The approach is effective because new synthetic examples from the minority class are created that are plausible, that is, are relatively close in feature space to existing examples from the minority class.

A general downside of the approach is that synthetic examples are created without considering the majority class, possibly resulting in ambiguous examples if there is a strong overlap for the classes.

Code example:

from imblearn.over_sampling import SMOTE
X_resampled, y_resampled = SMOTE().fit_resample(X, y)

Borderline-SMOTE

These examples that are misclassified are likely ambiguous and in a region of the edge or border of decision boundary where class membership may overlap. As such, this modified to SMOTE is called Borderline-SMOTE.

Borderline-SMOTE will classify each sample x to be

  • (i) noise (i.e. all nearest-neighbors are from a different class than the one of x)
  • (ii) in danger (i.e. at least half of the nearest neighbors are from the same class than x)
  • (iii) safe (i.e. all nearest neighbors are from the same class than x)

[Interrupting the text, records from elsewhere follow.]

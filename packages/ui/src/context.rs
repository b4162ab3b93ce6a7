//! Service container handed to frontends.

use std::sync::Arc;

use store::{AuthBackend, Calendar, DaybookConfig, RecordKind, RecordStore};

use crate::activity_log::ActivityLog;
use crate::auth::SessionService;
use crate::daily_record::DailyRecordService;
use crate::navigation::Navigator;

/// Holds the services a frontend may ask for.
///
/// Asking for a service that was never provided is a wiring bug and panics.
pub struct AppContext<B> {
    log: ActivityLog,
    session: Option<SessionService<B>>,
    journal: Option<DailyRecordService<B>>,
    book_reviews: Option<DailyRecordService<B>>,
}

impl<B> Clone for AppContext<B> {
    fn clone(&self) -> Self {
        Self {
            log: self.log.clone(),
            session: self.session.clone(),
            journal: self.journal.clone(),
            book_reviews: self.book_reviews.clone(),
        }
    }
}

impl<B: AuthBackend + RecordStore + 'static> AppContext<B> {
    /// An empty container; services are added with the `provide_*` methods.
    pub fn new(log: ActivityLog) -> Self {
        Self {
            log,
            session: None,
            journal: None,
            book_reviews: None,
        }
    }

    /// Wire the session service and both record services against one backend.
    /// The record services follow the session's identity.
    pub fn assemble(
        backend: Arc<B>,
        navigator: Arc<dyn Navigator>,
        config: &DaybookConfig,
        calendar: Calendar,
    ) -> Self {
        let log = ActivityLog::new();
        let session = SessionService::new(backend.clone(), log.clone(), navigator, config);
        let journal = DailyRecordService::journal(backend.clone(), log.clone(), calendar.clone());
        let book_reviews = DailyRecordService::book_reviews(backend, log.clone(), calendar);
        journal.follow(session.subscribe());
        book_reviews.follow(session.subscribe());

        Self::new(log)
            .provide_session(session)
            .provide_records(journal)
            .provide_records(book_reviews)
    }

    pub fn provide_session(mut self, session: SessionService<B>) -> Self {
        self.session = Some(session);
        self
    }

    /// Register a record service under its kind.
    pub fn provide_records(mut self, records: DailyRecordService<B>) -> Self {
        match records.kind() {
            RecordKind::JournalEntry => self.journal = Some(records),
            RecordKind::BookReview => self.book_reviews = Some(records),
        }
        self
    }

    /// Start the session service if one was provided.
    pub async fn start(&self) {
        if let Some(session) = &self.session {
            session.start().await;
        }
    }

    pub fn activity_log(&self) -> &ActivityLog {
        &self.log
    }

    pub fn session(&self) -> &SessionService<B> {
        match &self.session {
            Some(session) => session,
            None => panic!("SessionService requested but not provided to AppContext"),
        }
    }

    pub fn records(&self, kind: RecordKind) -> &DailyRecordService<B> {
        let records = match kind {
            RecordKind::JournalEntry => &self.journal,
            RecordKind::BookReview => &self.book_reviews,
        };
        match records {
            Some(records) => records,
            None => panic!(
                "DailyRecordService for {:?} requested but not provided to AppContext",
                kind
            ),
        }
    }

    pub fn journal(&self) -> &DailyRecordService<B> {
        self.records(RecordKind::JournalEntry)
    }

    pub fn book_reviews(&self) -> &DailyRecordService<B> {
        self.records(RecordKind::BookReview)
    }
}

#[cfg(test)]
mod tests {
    use super::*;
    use crate::activity_log::LogLevel;
    use crate::auth::SignUpOutcome;
    use crate::navigation::{HistoryNavigator, Route};
    use store::{DayPolicy, FixedClock, Filter, MemoryBackend, Profile};

    fn context(backend: &MemoryBackend) -> (AppContext<MemoryBackend>, HistoryNavigator) {
        let nav = HistoryNavigator::new();
        let calendar = Calendar::new(Arc::new(FixedClock::at_day(2024, 1, 15)), DayPolicy::Utc);
        let ctx = AppContext::assemble(
            Arc::new(backend.clone()),
            Arc::new(nav.clone()),
            &DaybookConfig::default(),
            calendar,
        );
        (ctx, nav)
    }

    /// Let the follower pick up the signed-in identity and finish its fetch.
    async fn settled(records: &DailyRecordService<MemoryBackend>) {
        while records.identity().is_none() || records.state().loading {
            tokio::task::yield_now().await;
        }
    }

    #[tokio::test]
    async fn test_login_failure_then_success() {
        let backend = MemoryBackend::new();
        backend.register("ana@example.com", "correct horse", Some("Ana"));
        let (ctx, nav) = context(&backend);
        ctx.start().await;

        assert!(!ctx.session().login("ana@example.com", "wrong").await);
        let state = ctx.session().state();
        assert!(!state.authenticated);
        assert!(!state.loading);
        assert_eq!(state.error.as_deref(), Some("Invalid login credentials"));
        assert_eq!(ctx.activity_log().last().unwrap().level, LogLevel::Error);

        assert!(ctx.session().login("ana@example.com", "correct horse").await);
        let state = ctx.session().state();
        assert!(state.authenticated);
        assert!(state.error.is_none());
        assert_eq!(state.user.unwrap().name, "Ana");
        assert_eq!(nav.current(), Some(Route::Dashboard));
    }

    #[tokio::test]
    async fn test_duplicate_signup_creates_nothing() {
        let backend = MemoryBackend::new();
        let (ctx, nav) = context(&backend);
        ctx.start().await;

        let first = ctx
            .session()
            .signup("Ana", "ana@example.com", "pw-123456", Some("555-0100"))
            .await
            .unwrap();
        assert!(matches!(first, SignUpOutcome::SignedIn(_)));
        assert!(ctx.session().logout().await);

        let second = ctx
            .session()
            .signup("Ana again", "ana@example.com", "pw-654321", None)
            .await;
        assert!(second.is_none());
        assert_eq!(backend.account_count(), 1);
        assert_eq!(backend.rows(Profile::TABLE).len(), 1);
        assert_eq!(backend.rows(Profile::TABLE)[0]["phone"], "555-0100");
        assert!(ctx.session().state().error.unwrap().contains("already exists"));
        assert_eq!(nav.current(), Some(Route::Login));
    }

    #[tokio::test]
    async fn test_signup_awaiting_confirmation() {
        let backend = MemoryBackend::new().with_email_confirmation();
        let (ctx, nav) = context(&backend);

        let outcome = ctx
            .session()
            .signup("", "bo@example.com", "pw-123456", None)
            .await
            .unwrap();
        assert!(matches!(outcome, SignUpOutcome::ConfirmationRequired(_)));
        assert_eq!(outcome.identity().name, "bo");
        assert!(!ctx.session().is_authenticated());
        assert_eq!(nav.current(), Some(Route::Login));

        let profile = Filter::new().eq("id", &outcome.identity().id);
        assert_eq!(backend.count(Profile::TABLE, &profile), 1);
    }

    #[tokio::test]
    async fn test_save_creates_then_updates_todays_row() {
        let backend = MemoryBackend::new();
        backend.register("ana@example.com", "pw", None);
        let (ctx, _) = context(&backend);
        ctx.start().await;
        assert!(ctx.session().login("ana@example.com", "pw").await);

        settled(ctx.journal()).await;

        let created = ctx.journal().save_for_today("Started").await.unwrap().unwrap();
        let updated = ctx
            .journal()
            .save_for_today("Finished chapter 3")
            .await
            .unwrap()
            .unwrap();

        assert_eq!(created.id, updated.id);
        assert_eq!(updated.date.to_string(), "2024-01-15");
        assert_eq!(backend.rows("journal_entries").len(), 1);
        assert_eq!(backend.rows("journal_entries")[0]["date"], "2024-01-15");
        assert_eq!(backend.rows("journal_entries")[0]["text"], "Finished chapter 3");
        assert!(backend.rows("book_reviews").is_empty());
        assert_eq!(ctx.journal().state().text(), "Finished chapter 3");
    }

    #[tokio::test]
    async fn test_records_follow_session() {
        let backend = MemoryBackend::new();
        backend.register("ana@example.com", "pw", None);
        let (ctx, _) = context(&backend);
        ctx.start().await;

        ctx.session().login("ana@example.com", "pw").await;
        settled(ctx.book_reviews()).await;
        ctx.book_reviews().save_for_today("Dune, 5 stars").await.unwrap();

        ctx.session().logout().await;
        let mut reviews = ctx.book_reviews().subscribe();
        reviews.wait_for(|s| s.record.is_none()).await.unwrap();
        assert!(ctx.book_reviews().identity().is_none());

        ctx.session().login("ana@example.com", "pw").await;
        let state = reviews
            .wait_for(|s| s.record.is_some())
            .await
            .unwrap()
            .clone();
        assert_eq!(state.text(), "Dune, 5 stars");
    }

    #[tokio::test]
    async fn test_save_without_identity_is_noop() {
        let backend = MemoryBackend::new();
        let (ctx, _) = context(&backend);
        ctx.start().await;

        let saved = ctx.journal().save_for_today("orphan").await.unwrap();
        assert!(saved.is_none());
        assert!(backend.rows("journal_entries").is_empty());
        assert_eq!(ctx.activity_log().last().unwrap().level, LogLevel::Error);
    }

    #[test]
    #[should_panic(expected = "not provided")]
    fn test_missing_service_panics() {
        let ctx: AppContext<MemoryBackend> = AppContext::new(ActivityLog::new());
        ctx.session();
    }
}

It will use the samples in danger to generate new samples. Then, it will select x_neighbor by 2 ways:

  • Neighbor will belong to the same class than the one of the sample.
  • Neighbor can be from any class.

Adaptive Synthetic Sampling (ADASYN)

Another approach involves generating synthetic samples inversely proportional to the density of the examples in the minority class.

That is, generate more synthetic examples in regions of the feature space where the density of minority examples is low, and fewer or none where the density is high.

ADASYN is based on the idea of adaptively generating minority data samples according to their distributions: more synthetic data is generated for minority class samples that are harder to learn compared to those minority samples that are easier to learn.

With online Borderline-SMOTE, a discriminative model is not created. Instead, examples in the minority class are weighted according to their density, then those examples with the lowest density are the focus for the SMOTE synthetic example generation process.